On May 27, 1968, President Lyndon B. Johnson nominated Wendt for promotion to admiral as commander in chief, United States Naval Forces Europe. He was confirmed by the Senate on June 6, 1968, and assumed his duties on July 12, 1968. Headquartered in London, England, Wendt was responsible for all United States naval operations in Europe, the eastern Atlantic Ocean, the Mediterranean Sea, North Africa, and the Middle East. He was relieved on June 30, 1971, and placed on the retired list with the grade of admiral on July 1, 1971.

==Personal life==
In retirement Wendt served on the Board of Overseers of the Center for Naval Analyses from 1972 to 1983 and resided in Virginia Beach, Virginia, where he was a deacon and elder of First Presbyterian Church. He died in 1997.

Wendt married the former Folsom Ferris, of Los Angeles, California, on June 13, 1935; they had three children.

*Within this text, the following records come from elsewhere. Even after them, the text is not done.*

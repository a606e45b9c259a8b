//! Per-request prompt builder and the deferred call surface.

use std::collections::HashMap;
use std::sync::Arc;

use fcommon::{BoxStream, CallContext, ConversationId, MetadataMap, ParamBag};
use fprompt::{
    JsonParser, ListParser, MapParser, StructuredParser, SystemPromptTemplate, UserPromptTemplate,
};
use fprovider::{ChatRequest, ChatResponse, Message, ModelOptions};
use futures_util::StreamExt;
use futures_util::future::ready;
use schemars::JsonSchema;
use serde::de::DeserializeOwned;
use serde_json::Value;

use crate::client::ClientConfig;
use crate::params::{set_conversation_id, set_output_format};
use crate::turn::{run_call, run_stream};
use crate::{ChatError, ChatStream, normalize_messages};

/// One request against a [`ChatClient`](crate::ChatClient).
///
/// Prompt-level settings are layered over the client defaults: messages are appended after
/// the default messages, templates and options replace the defaults, and parameters are
/// merged with prompt values winning.
pub struct ChatPrompt {
    config: Arc<ClientConfig>,
    messages: Vec<Message>,
    system_template: Option<SystemPromptTemplate>,
    user_template: Option<UserPromptTemplate>,
    vars: MetadataMap,
    options: Option<ModelOptions>,
    params: MetadataMap,
    conversation_id: Option<ConversationId>,
}

impl ChatPrompt {
    pub(crate) fn new(config: Arc<ClientConfig>) -> Self {
        Self {
            config,
            messages: Vec::new(),
            system_template: None,
            user_template: None,
            vars: MetadataMap::new(),
            options: None,
            params: MetadataMap::new(),
            conversation_id: None,
        }
    }

    pub fn system(mut self, text: impl Into<String>) -> Self {
        self.messages.push(Message::system(text));
        self
    }

    pub fn system_template(mut self, template: SystemPromptTemplate) -> Self {
        self.system_template = Some(template);
        self
    }

    pub fn user(mut self, text: impl Into<String>) -> Self {
        self.messages.push(Message::user(text));
        self
    }

    /// Rendered only when the prompt ends up with no messages at all.
    pub fn user_template(mut self, template: UserPromptTemplate) -> Self {
        self.user_template = Some(template);
        self
    }

    pub fn message(mut self, message: Message) -> Self {
        self.messages.push(message);
        self
    }

    pub fn messages(mut self, messages: impl IntoIterator<Item = Message>) -> Self {
        self.messages.extend(messages);
        self
    }

    /// Binds a template variable shared by the user and system templates.
    pub fn var(mut self, name: impl Into<String>, value: impl Into<Value>) -> Self {
        self.vars.insert(name.into(), value.into());
        self
    }

    pub fn options(mut self, options: ModelOptions) -> Self {
        self.options = Some(options);
        self
    }

    pub fn param(mut self, key: impl Into<String>, value: impl Into<Value>) -> Self {
        self.params.insert(key.into(), value.into());
        self
    }

    pub fn conversation_id(mut self, id: impl Into<ConversationId>) -> Self {
        self.conversation_id = Some(id.into());
        self
    }

    /// Builds the normalized request this prompt would send into the middleware chain.
    pub fn request(&self) -> Result<ChatRequest, ChatError> {
        let config = &self.config;

        let mut messages = config.messages.clone();
        messages.extend(self.messages.iter().cloned());
        let messages = normalize_messages(
            &messages,
            self.user_template
                .as_ref()
                .or(config.user_template.as_ref()),
            self.system_template
                .as_ref()
                .or(config.system_template.as_ref()),
            &self.vars,
        )?;

        let mut options = self
            .options
            .clone()
            .unwrap_or_else(|| config.options.clone());
        if !options.has_model() {
            return Err(ChatError::model_required());
        }
        if options.tools.is_empty() && !config.registry.is_empty() {
            options.tools = config.registry.definitions();
        }

        let params = ParamBag::from_map(config.params.clone());
        params.extend(self.params.clone());
        if let Some(id) = &self.conversation_id {
            set_conversation_id(&params, id.clone());
        }

        Ok(ChatRequest::new(messages, options).with_params(params))
    }

    /// Defers execution until one of the [`CallResponse`] accessors is awaited.
    pub fn call(self, ctx: CallContext) -> CallResponse {
        CallResponse { prompt: self, ctx }
    }

    pub fn stream(self, ctx: CallContext) -> ChatStream {
        match self.request() {
            Ok(request) => run_stream(Arc::clone(&self.config), ctx, request),
            Err(error) => Box::pin(futures_util::stream::once(async move { Err(error) })),
        }
    }

    /// Text deltas of [`ChatPrompt::stream`]; chunks without text are skipped.
    pub fn stream_text(self, ctx: CallContext) -> BoxStream<'static, Result<String, ChatError>> {
        Box::pin(
            self.stream(ctx)
                .map(|chunk| chunk.map(|response| response.text().to_string()))
                .filter(|item| ready(!matches!(item, Ok(text) if text.is_empty()))),
        )
    }
}

impl std::fmt::Debug for ChatPrompt {
    fn fmt(&self, f: &mut std::fmt::Formatter<'_>) -> std::fmt::Result {
        f.debug_struct("ChatPrompt")
            .field("messages", &self.messages)
            .field("options", &self.options)
            .field("conversation_id", &self.conversation_id)
            .finish_non_exhaustive()
    }
}

/// Pending blocking call. Structured accessors add their parser's format instructions to
/// the request before it is sent.
#[derive(Debug)]
pub struct CallResponse {
    prompt: ChatPrompt,
    ctx: CallContext,
}

impl CallResponse {
    pub async fn response(self) -> Result<ChatResponse, ChatError> {
        self.execute(None).await
    }

    pub async fn text(self) -> Result<String, ChatError> {
        Ok(self.response().await?.text().to_string())
    }

    pub async fn list(self) -> Result<Vec<String>, ChatError> {
        self.parse_with(&ListParser).await
    }

    pub async fn map(self) -> Result<HashMap<String, Value>, ChatError> {
        self.parse_with(&MapParser).await
    }

    pub async fn entity<T>(self) -> Result<T, ChatError>
    where
        T: DeserializeOwned + JsonSchema,
    {
        let parser = JsonParser::<T>::new()?;
        self.parse_with(&parser).await
    }

    pub async fn parse_with<T, P>(self, parser: &P) -> Result<T, ChatError>
    where
        P: StructuredParser<T> + ?Sized,
    {
        let response = self.execute(Some(parser.instructions())).await?;
        parser.parse(response.text()).map_err(ChatError::from)
    }

    async fn execute(self, instructions: Option<String>) -> Result<ChatResponse, ChatError> {
        let request = self.prompt.request()?;
        if let Some(instructions) = instructions.filter(|text| !text.is_empty()) {
            set_output_format(request.params(), instructions);
        }

        run_call(Arc::clone(&self.prompt.config), self.ctx, request).await
    }
}
use std::future::Future;
use std::pin::Pin;

use fcommon::CallContext;

use crate::{ChatRequest, ChatResponse, ModelOptions, ProviderError, ResponseStream};

pub type ProviderFuture<'a, T> = Pin<Box<dyn Future<Output = T> + Send + 'a>>;

/// Pluggable model backend.
///
/// Implementations encode the request onto a wire of their choosing and normalize the
/// reply back into [`ChatResponse`]. Both methods must honor the cancellation and deadline
/// carried by `ctx` before any blocking work.
pub trait ModelProvider: Send + Sync {
    fn default_options(&self) -> ModelOptions;

    fn call<'a>(
        &'a self,
        ctx: CallContext,
        request: ChatRequest,
    ) -> ProviderFuture<'a, Result<ChatResponse, ProviderError>>;

    fn stream<'a>(&'a self, ctx: CallContext, request: ChatRequest) -> ResponseStream<'a>;
}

Wendt's decorations included three Navy Distinguished Service Medals, awarded upon completing tours as deputy commander in chief, United States Atlantic Command, as deputy chief of naval operations (plans and policy), and as commander in chief, United States Naval Forces Europe; the Bronze Star Medal with Combat V, awarded for commanding the destroyer Monaghan in action against enemy forces in the Pacific Area from January 1 to August 15, 1944; and the Legion of Merit, awarded for his service as director of the Strategic Plans Division.